Christian Rodemeyer
Christian Rodemeyer

Reputation: 2058

How can I convert a list of Either to a list of Right values?

I do some data conversion on a list of string and I get a list of Either where Left represents an error and Right represents a successfully converted item.

val results: Seq[Either[String, T]] = ... 

I partition my results with:

val (errors, items) = results.partition(_.isLeft)

After doing some error processing I want to return a Seq[T] of valid items. That means, returning the value of all Right elements. Because of the partitioning I already knew that all elements of items Right. I have come up with five possibilities of how to do it. But what is the best in readability and performance? Is there an idiomatic way of how to do it in Scala?

// which variant is most scala like and still understandable?
items.map(_.right.get)
items.map(_.right.getOrElse(null))
items.map(_.asInstanceOf[Right[String, T]].value)
items.flatMap(_.toOption)
items.collect{case Right(item) => item}

Upvotes: 8

Views: 4217

Answers (3)

Xavier Guihot
Xavier Guihot

Reputation: 61766

Starting in Scala 2.13, you'll probably prefer partitionMap to partition.
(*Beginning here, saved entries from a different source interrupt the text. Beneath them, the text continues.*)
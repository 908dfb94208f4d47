use std::collections::HashMap;
use std::sync::Mutex;
use std::time::{Duration, Instant};

use super::{Cache, CacheError, DistributedLock, RateLimitDecision, RateLimiter};

struct Entry {
    value: Vec<u8>,
    expires_at: Instant,
}

/// In-memory `Cache` for tests and single-process dev deployments.
///
/// Expired entries are only reaped lazily on access, matching the teacher's
/// `InMemoryEventStore`/`InMemoryTenantStore` style of never running a
/// background sweep of its own.
#[derive(Default)]
pub struct InMemoryCache {
    entries: Mutex<HashMap<String, Entry>>,
}

impl InMemoryCache {
    pub fn new() -> Self {
        Self::default()
    }
}

impl Cache for InMemoryCache {
    fn get(&self, key: &str) -> Result<Option<Vec<u8>>, CacheError> {
        let mut entries = self.entries.lock().expect("cache mutex poisoned");
        match entries.get(key) {
            Some(entry) if entry.expires_at > Instant::now() => Ok(Some(entry.value.clone())),
            Some(_) => {
                entries.remove(key);
                Ok(None)
            }
            None => Ok(None),
        }
    }

    fn set(&self, key: &str, value: Vec<u8>, ttl: Duration) -> Result<(), CacheError> {
        let mut entries = self.entries.lock().expect("cache mutex poisoned");
        entries.insert(
            key.to_string(),
            Entry {
                value,
                expires_at: Instant::now() + ttl,
            },
        );
        Ok(())
    }

    fn delete(&self, key: &str) -> Result<(), CacheError> {
        self.entries.lock().expect("cache mutex poisoned").remove(key);
        Ok(())
    }

    fn delete_pattern(&self, pattern: &str) -> Result<u64, CacheError> {
        let prefix = pattern.trim_end_matches('*');
        let mut entries = self.entries.lock().expect("cache mutex poisoned");
        let matching: Vec<String> = entries
            .keys()
            .filter(|k| k.starts_with(prefix))
            .cloned()
            .collect();
        let removed = matching.len() as u64;
        for key in matching {
            entries.remove(&key);
        }
        Ok(removed)
    }
}

struct LockEntry {
    expires_at: Instant,
}

/// In-memory `DistributedLock`. Only useful within a single process — real
/// cross-instance locking requires the Redis-backed implementation.
#[derive(Default)]
pub struct InMemoryDistributedLock {
    held: Mutex<HashMap<String, LockEntry>>,
}

impl InMemoryDistributedLock {
    pub fn new() -> Self {
        Self::default()
    }
}

impl DistributedLock for InMemoryDistributedLock {
    fn try_lock(&self, key: &str, ttl: Duration) -> Result<bool, CacheError> {
        let mut held = self.held.lock().expect("lock mutex poisoned");
        let now = Instant::now();
        if let Some(entry) = held.get(key) {
            if entry.expires_at > now {
                return Ok(false);
            }
        }
        held.insert(key.to_string(), LockEntry { expires_at: now + ttl });
        Ok(true)
    }

    fn unlock(&self, key: &str) -> Result<(), CacheError> {
        self.held.lock().expect("lock mutex poisoned").remove(key);
        Ok(())
    }
}

struct Window {
    count: u32,
    window_start: Instant,
}

/// In-memory fixed-window `RateLimiter`.
///
/// Uses a fixed window rather than a true sliding log — adequate for dev/test
/// and for the single-process deployment profile this implementation targets.
/// The Redis-backed implementation uses a sorted-set sliding window instead.
#[derive(Default)]
pub struct InMemoryRateLimiter {
    windows: Mutex<HashMap<String, Window>>,
}

impl InMemoryRateLimiter {
    pub fn new() -> Self {
        Self::default()
    }
}

impl RateLimiter for InMemoryRateLimiter {
    fn check(&self, identifier: &str, limit: u32, window: Duration) -> Result<RateLimitDecision, CacheError> {
        let mut windows = self.windows.lock().expect("rate limiter mutex poisoned");
        let now = Instant::now();
        let entry = windows.entry(identifier.to_string()).or_insert_with(|| Window {
            count: 0,
            window_start: now,
        });

        if now.duration_since(entry.window_start) >= window {
            entry.count = 0;
            entry.window_start = now;
        }

        entry.count += 1;
        if entry.count > limit {
            Ok(RateLimitDecision::Deny)
        } else {
            Ok(RateLimitDecision::Allow)
        }
    }
}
It partitions elements based on a function which returns either Right or Left. Which in your case, is simply the identity:

val (lefts, rights) = List(Right(1), Left("2"), Left("3")).partitionMap(identity)
// val lefts:  List[String] = List(2, 3)
// val rights: List[Int]    = List(1)

which let you use lefts and rights independently and with the right types.

Upvotes: 2

Dima
Dima

Reputation: 40508

Using .get is considered "code smell": it will work in this case, but makes the reader of the code pause and spend a few extra "cycles" in order to "prove" that it is ok. It is better to avoid using things like .get on Either and Option or .apply on a Map or a IndexedSeq.

.getOrElse is ok ... but null is not something you often see in scala code. Again, makes the reader stop and think "why is this here? what will happen if it ends up returning null?" etc. Better to avoid as well.

.asInstanceOf is ... just bad. It breaks type safety, and is just ... not scala.

That leaves .flatMap(_.toOption) or .collect. Both are fine. I would personally prefer the latter as it is a bit more explicit (and does not make the reader stop to remember which way Either is biased).

You could also use foldRight to do both partition and extract in one "go":

 val (errors, items) = results.foldRight[(List[String], List[T])](Nil,Nil) { 
    case (Left(error), (e, i)) => (error :: e, i)
    case ((Right(result), (e, i)) => (e, result :: i)
 }

Upvotes: 5

James Whiteley
James Whiteley

Reputation: 3464

Going through them one by one:

items.map(_.right.get)

You already know that these are all Rights. This will be absolutely fine.

items.map(_.right.getOrElse(null))

The .getOrElse is unnecessary here as you already know it should never happen. I would recommend throwing an exception if you find a Left (somehow) though, something like this: items.map(x => x.right.getOrElse(throw new Exception(s"Unexpected Left: [$x]")) (or whatever exception you think is suitable), rather than meddling with null values.

items.map(_.asInstanceOf[Right[String, T]].value)

This is unnecessarily complicated. I also can't get this to compile, but I may be doing something wrong. Either way there's no need to use asInstanceOf here.

items.flatMap(_.toOption)

I also can't get this to compile. items.flatMap(_.right.toOption) compiles for me, but at that point it'll always be a Some and you'll still have to .get it.

items.collect{case Right(item) => item}

This is another case of "it works but why be so complicated?". It also isn't exhaustive in the case of a Left item being there, but this should never happen so there's no need to use .collect.

Another way you could get the right values out is with pattern matching:

items.map {
  case Right(value) => value
  case other => throw new Exception(s"Unexpected Left: $other")
}

But again, this is probably unnecessary as you already know that all values will be Right.

If you are going to partition results like this, I recommend the first option, items.map(_.right.get). Any other options either have unreachable code (code you'd never be able to hit through Unit tests or real-life operation) or are unnecessarily complicated for the sake of "looking functional".